Over the course of the drive, we passed over 20 military checkpoints, and were stopped at least 10 times. This shouldn't be occurring. Under the terms of the peace deal, civilians posing no threat shouldn't be subjected to unwarranted stops and searches. Many times, the soldiers openly brandished machine guns and asked for cigarettes or snacks. They even hopped inside for a free ride on two occasions. Whenever they spotted me, a foreigner, their cool attitude immediately changed into a gregariously warm smile. Who knows what would have happened had I not been there. Before the peace deal, money reportedly exchanged hands at these checkpoints.
Meulaboh is a fishing village and when the fishermen struggle, the local economy suffers. Due to the slow pace of the reconstruction and their close proximity to the sea, many fishermen still remain homeless and face an uncertain future.
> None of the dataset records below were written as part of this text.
use std::collections::HashSet;

use crate::math::intersect_2d::{segment_intersection, SegmentIntersection};
use crate::math::kernel::KernelKind;
use crate::math::Point2;

use super::Segment;

type Pixel = (i64, i64);

/// Snap-rounds `segments` onto a grid of square pixels of side `tolerance`.
///
/// Every pixel holding a segment endpoint or an intersection point is hot.
/// Each segment is replaced by the polyline through the centres of the hot
/// pixels it passes, in order along the segment. Endpoints closer than
/// `tolerance` thereby usually collapse to one point, and segments passing
/// near a vertex are bent through it.
#[must_use]
pub fn snap_round(segments: &[Segment], tolerance: f64, kernel: KernelKind) -> Vec<Segment> {
    if tolerance <= 0.0 {
        return segments.to_vec();
    }
    let grid = Grid { size: tolerance };

    let mut hot: HashSet<Pixel> = HashSet::new();
    for s in segments {
        hot.insert(grid.pixel(&s.start));
        hot.insert(grid.pixel(&s.end));
    }
    for i in 0..segments.len() {
        for j in (i + 1)..segments.len() {
            let (a, b) = (&segments[i], &segments[j]);
            match segment_intersection(&a.start, &a.end, &b.start, &b.end, kernel) {
                SegmentIntersection::None => {}
                SegmentIntersection::Point(p) => {
                    hot.insert(grid.pixel(&p));
                }
                SegmentIntersection::Overlap(p, q) => {
                    hot.insert(grid.pixel(&p));
                    hot.insert(grid.pixel(&q));
                }
            }
        }
    }

    let mut hot: Vec<Pixel> = hot.into_iter().collect();
    hot.sort_unstable();

    let mut out = Vec::new();
    for s in segments {
        let mut crossed: Vec<(f64, Pixel)> = hot
            .iter()
            .filter_map(|&px| grid.clip(s, px).map(|t| (t, px)))
            .collect();
        crossed.sort_by(|a, b| a.0.total_cmp(&b.0));
        crossed.dedup_by(|a, b| a.1 == b.1);

        let route: Vec<Point2> = crossed.iter().map(|&(_, px)| grid.center(px)).collect();
        for pair in route.windows(2) {
            let piece = Segment::new(pair[0], pair[1]);
            if !piece.is_degenerate() {
                out.push(piece);
            }
        }
    }
    out
}

struct Grid {
    size: f64,
}

impl Grid {
    #[allow(clippy::cast_possible_truncation)]
    fn pixel(&self, p: &Point2) -> Pixel {
        ((p.x / self.size).floor() as i64, (p.y / self.size).floor() as i64)
    }

    #[allow(clippy::cast_precision_loss)]
    fn center(&self, px: Pixel) -> Point2 {
        Point2::new(
            (px.0 as f64 + 0.5) * self.size,
            (px.1 as f64 + 0.5) * self.size,
        )
    }

    /// Liang-Barsky clip of `s` against the closed pixel square. Returns the
    /// segment parameter of the middle of the clipped part.
    #[allow(clippy::cast_precision_loss)]
    fn clip(&self, s: &Segment, px: Pixel) -> Option<f64> {
        let min = Point2::new(px.0 as f64 * self.size, px.1 as f64 * self.size);
        let max = Point2::new(min.x + self.size, min.y + self.size);
        let d = s.end - s.start;

        let mut t0 = 0.0_f64;
        let mut t1 = 1.0_f64;
        let checks = [
            (-d.x, s.start.x - min.x),
            (d.x, max.x - s.start.x),
            (-d.y, s.start.y - min.y),
            (d.y, max.y - s.start.y),
        ];
        for (p, q) in checks {
            if p == 0.0 {
                if q < 0.0 {
                    return None;
                }
                continue;
            }
            let r = q / p;
            if p < 0.0 {
                t0 = t0.max(r);
            } else {
                t1 = t1.min(r);
            }
            if t0 > t1 {
                return None;
            }
        }
        Some(0.5 * (t0 + t1))
    }
}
I spoke to the head of the local fisherman's union, Teuku Risman, and he expressed frustration that his members still have not received the aid or materials necessary to even begin returning to normality. "The people the government and NGO's hire engage in corruption," he said, "we need an NGO for fishermen."
NGO's maintain a large presence in Meulaboh and there is still a significant amount of relief tents providing shelter. The day-to-day bustle of life happens right next to large square plots of barren land, where untold numbers had to be buried in mass graves to prevent the spread of disease during the immediate weeks following the tsunami. Destruction beach/building
I walked out to the beach, about 3kms from the center of town. After two or three blocks, the buildings began to reveal their scars and skeletal frames until nothing but a few tattered, abandoned tents remained amidst the rubble. I crossed a wooden footpath between the sandy beach and a once residential area, and noticed a human femur bone lodged in the fetid mud.
A curious pall hung in the air despite the blue sky and warm breeze. Even the few surviving palm trees conveyed despair, their branches frayed into contortions of mourning. I'd been to other such locations where the loss of life had been overwhelming and relentless: Cambodia's killing fields, Hiroshima, Dachau. Despite the obvious differences between a human made atrocity and a naturally caused catastrophe, a similar sense of darkness inhabits these areas. Creeping up from the earth, it sucks all peripheral detail away, reducing the moment to a pinpoint of sensation until only a lead-heavy silence remains.
I took a deep breath, exhausted and drained, and listened for the roar of the surf. I couldn't fathom the numbers of dead, instead focusing on the face of Akbar back in Banda. As he had gazed out on the Indian Ocean, his expression changed from bitterness to determination in the blink of an eye. Recalling that subtle flash, as easily overlooked as the sun on the tide, the sound of the waves returned and I continued on.